PostgreSQL 同一テーブル定義のデータ移行

Posted at 2024-12-24

PostgreSQL 同一テーブル定義のデータ移行

はじめに

同じテーブル定義を持つPostgreSQLデータベース間でデータ移行が必要になったため、
Pythonを使ったデータ移行スクリプトや概要を備忘録として残します。

全ソースコード

処理概要

テーブル定義の比較
データのバルクインサート
エラーハンドリング

データのバルクインサート

当初は単純なINSERTによる逐次処理でデータ移行を行っていましたが、
パフォーマンスに課題があったため、PostgreSQLのCOPY機能を使用しています。

約5000件のデータ移行時のパフォーマンス比較
- 逐次処理（INSERT）: 数分程度
- COPY機能を使用した処理: 数秒程度

環境

以下の環境で動作を確認しています。

Dockerイメージ

FROM python:3.12

ライブラリ

以下のライブラリを使用しています。

psycopg2-binary: PostgreSQLデータベースに接続するためのライブラリ
pip install psycopg2-binary

手順

1. PostgreSQLへの接続

PostgreSQLデータベースへの接続を行います。

def connect_db(host, dbname, user, password, port):
    conn = psycopg2.connect(
        host=host, dbname=dbname, user=user, password=password, port=port
    )
    return conn

2. テーブルの存在確認

移行元・移行先のテーブルが存在するか確認します。

def check_table_exists(conn, table_name):
    with conn.cursor() as cur:
        cur.execute(
            sql.SQL(
                """
                SELECT EXISTS (
                    SELECT 1 
                    FROM information_schema.tables 
                    WHERE table_name = %s
                )
                """
            ),
            [table_name],
        )
        return cur.fetchone()[0]

3. テーブル定義の取得と比較

テーブル定義を取得し、移行元と移行先の差異を比較します。
差異があれば詳細を出力し、処理を中断します。

def compare_table_definitions(src_def, dest_def, table_name):
    differences = []
    src_columns = {col[0]: col for col in src_def}
    dest_columns = {col[0]: col for col in dest_def}

    for col_name, src_col in src_columns.items():
        if (dest_col := dest_columns.get(col_name)) is None:
            differences.append(f"移行先には存在しないカラム: {col_name}")
        else:
            if src_col != dest_col:
                differences.append(
                    f"カラム '{col_name}' の差異: 移行元: {src_col}, 移行先: {dest_col}"
                )

    for col_name in dest_columns.keys():
        if col_name not in src_columns:
            differences.append(f"移行元には存在しないカラム: {col_name}")

    if differences:
        print(f"テーブル '{table_name}' に差異があります:")
        for diff in differences:
            print(f"  - {diff}")
        return False
    return True

4. データのバルクインサート

バッチ単位でデータを挿入し、大量データを効率的に処理します。

def bulk_insert_data(dest_conn, table_name, columns, rows, total_rows, batch_num):
    temp_file_path = f"{table_name}_data.csv"
    with open(temp_file_path, "w", newline="", encoding="utf-8") as f:
        writer = csv.writer(f, quoting=csv.QUOTE_MINIMAL, escapechar="\\")
        for row in rows:
            processed_row = []
            for field in row:
                if field is None:
                    processed_row.append("NULL")
                elif field == "":
                    processed_row.append("")
                else:
                    processed_row.append(field)
            writer.writerow(processed_row)

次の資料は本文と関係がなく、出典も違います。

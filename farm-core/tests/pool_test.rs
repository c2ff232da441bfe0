use farm_core::error::TaskError;
use farm_core::pool::WorkerPool;
use farm_core::traits::{Task, TaskKind, TaskReceipt};
use farm_core::wallet::WalletRef;
use std::sync::Arc;
use std::time::Duration;

fn task(address: &str, chain: &str) -> Task {
    Task::new(
        TaskKind::FaucetClaim,
        WalletRef::new(address, chain, 0),
        "sepoliafaucet",
    )
}

fn ok_receipt() -> Result<TaskReceipt, TaskError> {
    Ok(TaskReceipt {
        reference: Some("0xdeadbeef".into()),
        amount: Some(0.1),
    })
}

#[tokio::test]
async fn second_task_on_same_wallet_chain_is_contended() {
    let pool = Arc::new(WorkerPool::new(8, Duration::from_secs(5)));
    let t = task("0xabc", "sepolia");

    let slow = pool.run(&t, async {
        tokio::time::sleep(Duration::from_millis(200)).await;
        ok_receipt()
    });
    let contender = async {
        tokio::time::sleep(Duration::from_millis(50)).await;
        pool.run(&t, async { ok_receipt() }).await
    };

    let (first, second) = tokio::join!(slow, contender);
    assert!(first.is_ok());
    assert!(matches!(second, Err(TaskError::LockContended { .. })));
}

#[tokio::test]
async fn lock_is_released_after_completion() {
    let pool = WorkerPool::new(8, Duration::from_secs(5));
    let t = task("0xabc", "sepolia");

    assert!(pool.run(&t, async { ok_receipt() }).await.is_ok());
    // sequential reuse of the same (wallet, chain) slot is fine
    assert!(pool.run(&t, async { ok_receipt() }).await.is_ok());
}

#[tokio::test]
async fn lock_is_released_when_the_task_errors() {
    let pool = WorkerPool::new(8, Duration::from_secs(5));
    let t = task("0xabc", "sepolia");

    let failed = pool
        .run(&t, async { Err(TaskError::Other("boom".into())) })
        .await;
    assert!(failed.is_err());
    assert!(pool.run(&t, async { ok_receipt() }).await.is_ok());
}

#[tokio::test]
async fn different_wallets_run_concurrently() {
    let pool = Arc::new(WorkerPool::new(8, Duration::from_secs(5)));
    let a = task("0xaaa", "sepolia");
    let b = task("0xbbb", "sepolia");

    let (ra, rb) = tokio::join!(
        pool.run(&a, async {
            tokio::time::sleep(Duration::from_millis(100)).await;
            ok_receipt()
        }),
        pool.run(&b, async {
            tokio::time::sleep(Duration::from_millis(100)).await;
            ok_receipt()
        }),
    );
    assert!(ra.is_ok());
    assert!(rb.is_ok());
}

#[tokio::test]
async fn same_wallet_on_another_chain_is_not_contended() {
    let pool = Arc::new(WorkerPool::new(8, Duration::from_secs(5)));
    let a = task("0xabc", "sepolia");
    let b = task("0xabc", "holesky");

    let (ra, rb) = tokio::join!(
        pool.run(&a, async {
            tokio::time::sleep(Duration::from_millis(100)).await;
            ok_receipt()
        }),
        pool.run(&b, async { ok_receipt() }),
    );
    assert!(ra.is_ok());
    assert!(rb.is_ok());
}

#[tokio::test]
async fn slow_task_maps_to_network_timeout() {
    let pool = WorkerPool::new(8, Duration::from_millis(50));
    let t = task("0xabc", "sepolia");

    let result = pool
        .run(&t, async {
            tokio::time::sleep(Duration::from_secs(5)).await;
            ok_receipt()
        })
        .await;
    assert!(matches!(result, Err(TaskError::NetworkTimeout { .. })));
}
//! Trait seams for external collaborators and the task vocabulary shared by
//! every scheduling component.
//!
//! The engine never talks to a chain, a signer, a captcha service, or a
//! faucet endpoint directly: each sits behind an object-safe async trait so
//! the scheduler stays chain-family agnostic and fully testable in-process.

use crate::config::{CaptchaKind, ProviderConfig};
use crate::error::TaskError;
use crate::wallet::WalletRef;
use async_trait::async_trait;
use serde::{Deserialize, Serialize};

/// Kinds of operations the engine schedules.
#[derive(Debug, Clone, Copy, PartialEq, Eq, Hash, Serialize, Deserialize)]
#[serde(rename_all = "snake_case")]
pub enum TaskKind {
    FaucetClaim,
    Stake,
    Swap,
    Bridge,
}

impl TaskKind {
    pub fn as_str(&self) -> &'static str {
        match self {
            TaskKind::FaucetClaim => "faucet_claim",
            TaskKind::Stake => "stake",
            TaskKind::Swap => "swap",
            TaskKind::Bridge => "bridge",
        }
    }

    pub fn is_action(&self) -> bool {
        !matches!(self, TaskKind::FaucetClaim)
    }

    /// On-chain action kinds, in canonical order.
    pub const ACTIONS: [TaskKind; 3] = [TaskKind::Stake, TaskKind::Swap, TaskKind::Bridge];
}

/// One unit of schedulable work: a (kind, wallet, provider) triple.
///
/// For on-chain actions `provider` carries the protocol name so cooldown
/// keys stay uniform across both task families.
#[derive(Debug, Clone)]
pub struct Task {
    pub kind: TaskKind,
    pub wallet: WalletRef,
    pub provider: String,
}

impl Task {
    pub fn new(kind: TaskKind, wallet: WalletRef, provider: impl Into<String>) -> Self {
        Self {
            kind,
            wallet,
            provider: provider.into(),
        }
    }

    /// Cohort label for throttle grouping: tasks sharing a shard share fate.
    pub fn cohort(&self) -> String {
        format!("shard_{}", self.wallet.shard_id)
    }
}

/// Successful completion of a task.
#[derive(Debug, Clone, Serialize, Deserialize)]
pub struct TaskReceipt {
    /// Transaction hash or provider-reported request id, when available.
    pub reference: Option<String>,
    pub amount: Option<f64>,
}

/// Network context a task executes under: sticky proxy plus browser headers.
#[derive(Debug, Clone, Default)]
pub struct RequestContext {
    pub proxy_url: Option<String>,
    pub user_agent: String,
    pub headers: Vec<(String, String)>,
}

/// Opaque signature produced by the key provider.
#[derive(Debug, Clone)]
pub struct Signature(pub Vec<u8>);

/// Chain-family specific execution of on-chain actions. Implementations
/// exist per chain family (EVM, Solana, ...); the scheduler never branches
/// on which one it holds.
#[async_trait]
pub trait ProtocolAdapter: Send + Sync {
    /// Native balance of the wallet, in whole units.
    async fn check_balance(&self, wallet: &WalletRef) -> Result<f64, TaskError>;

    async fn stake(&self, wallet: &WalletRef, amount: f64) -> Result<TaskReceipt, TaskError>;

    async fn swap(
        &self,
        wallet: &WalletRef,
        from_token: &str,
        to_token: &str,
        amount: f64,
    ) -> Result<TaskReceipt, TaskError>;

    async fn bridge(
        &self,
        wallet: &WalletRef,
        dest_chain: &str,
        amount: f64,
    ) -> Result<TaskReceipt, TaskError>;
}

/// Signing seam. Raw key material never crosses this boundary.
#[async_trait]
pub trait KeyProvider: Send + Sync {
    async fn sign(&self, wallet: &WalletRef, payload: &[u8]) -> Result<Signature, TaskError>;
}

/// External captcha solving service.
#[async_trait]
pub trait CaptchaBroker: Send + Sync {
    async fn solve(
        &self,
        kind: CaptchaKind,
        site_key: &str,
        page_url: &str,
    ) -> Result<String, TaskError>;
}

/// Performs the actual faucet HTTP request under a prepared session context.
#[async_trait]
pub trait FaucetClient: Send + Sync {
    async fn claim(
        &self,
        provider: &ProviderConfig,
        wallet: &WalletRef,
        ctx: &RequestContext,
        captcha_token: Option<&str>,
    ) -> Result<TaskReceipt, TaskError>;
}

    with open(temp_file_path, "r", encoding="utf-8") as f:
        dest_conn.cursor().copy_expert(
            sql.SQL(
                "COPY {} ({}) FROM STDIN WITH (FORMAT csv, DELIMITER ',', NULL 'NULL')"
            ).format(
                sql.Identifier(table_name),
                sql.SQL(", ").join(map(sql.Identifier, columns)),
            ),
            f,
        )

    os.remove(temp_file_path)
    print(f"テーブル '{table_name}' の進捗: バッチ {batch_num} - {len(rows)} 件挿入 (累計: {total_rows} 件)")

注意点
- トランザクション管理: エラー発生時には全テーブルデータをロールバック
- インデックスとトリガーの無効化: パフォーマンス向上のため、無効化箇所をコメントアウト

全ソースコード

import psycopg2
from psycopg2 import sql
import time
import csv
import os


# PostgreSQL接続用の関数
def connect_db(host, dbname, user, password, port):
    conn = psycopg2.connect(
        host=host, dbname=dbname, user=user, password=password, port=port
    )
    return conn


# テーブルの存在確認を行う関数
def check_table_exists(conn, table_name):
    with conn.cursor() as cur:
        cur.execute(
            sql.SQL(
                """
                SELECT EXISTS (
                    SELECT 1 
                    FROM information_schema.tables 
                    WHERE table_name = %s
                )
                """
            ),
            [table_name],
        )
        return cur.fetchone()[0]


# テーブル定義を取得する関数
def get_table_definition(conn, table_name):
    with conn.cursor() as cur:
        cur.execute(
            sql.SQL(
                """
                SELECT column_name, data_type, is_nullable, character_maximum_length 
                FROM information_schema.columns 
                WHERE table_name = %s
                ORDER BY ordinal_position
                """
            ),
            [table_name],
        )
        return cur.fetchall()


# テーブル定義を比較し、差分を出力する関数
def compare_table_definitions(src_def, dest_def, table_name):
    differences = []
    src_columns = {col[0]: col for col in src_def}
    dest_columns = {col[0]: col for col in dest_def}

    # 移行元に存在し、移行先に存在しないカラム
    for col_name, src_col in src_columns.items():
        if (dest_col := dest_columns.get(col_name)) is None:
            differences.append(f"移行先には存在しないカラム: {col_name}")
        else:
            if src_col != dest_col:
                differences.append(
                    f"カラム '{col_name}' の差異: 移行元: {src_col}, 移行先: {dest_col}"
                )

    # 移行先に存在し、移行元に存在しないカラム
    for col_name in dest_columns.keys():
        if col_name not in src_columns:
            differences.append(f"移行元には存在しないカラム: {col_name}")

    if differences:
        print(f"テーブル '{table_name}' に差異があります:")
        for diff in differences:
            print(f"  - {diff}")
        return False
    return True


# バルクデータ移行処理
def bulk_insert_data(dest_conn, table_name, columns, rows, total_rows, batch_num):
    with dest_conn.cursor() as dest_cur:
        # 一時ファイルのパスを定義
        temp_file_path = f"{table_name}_data.csv"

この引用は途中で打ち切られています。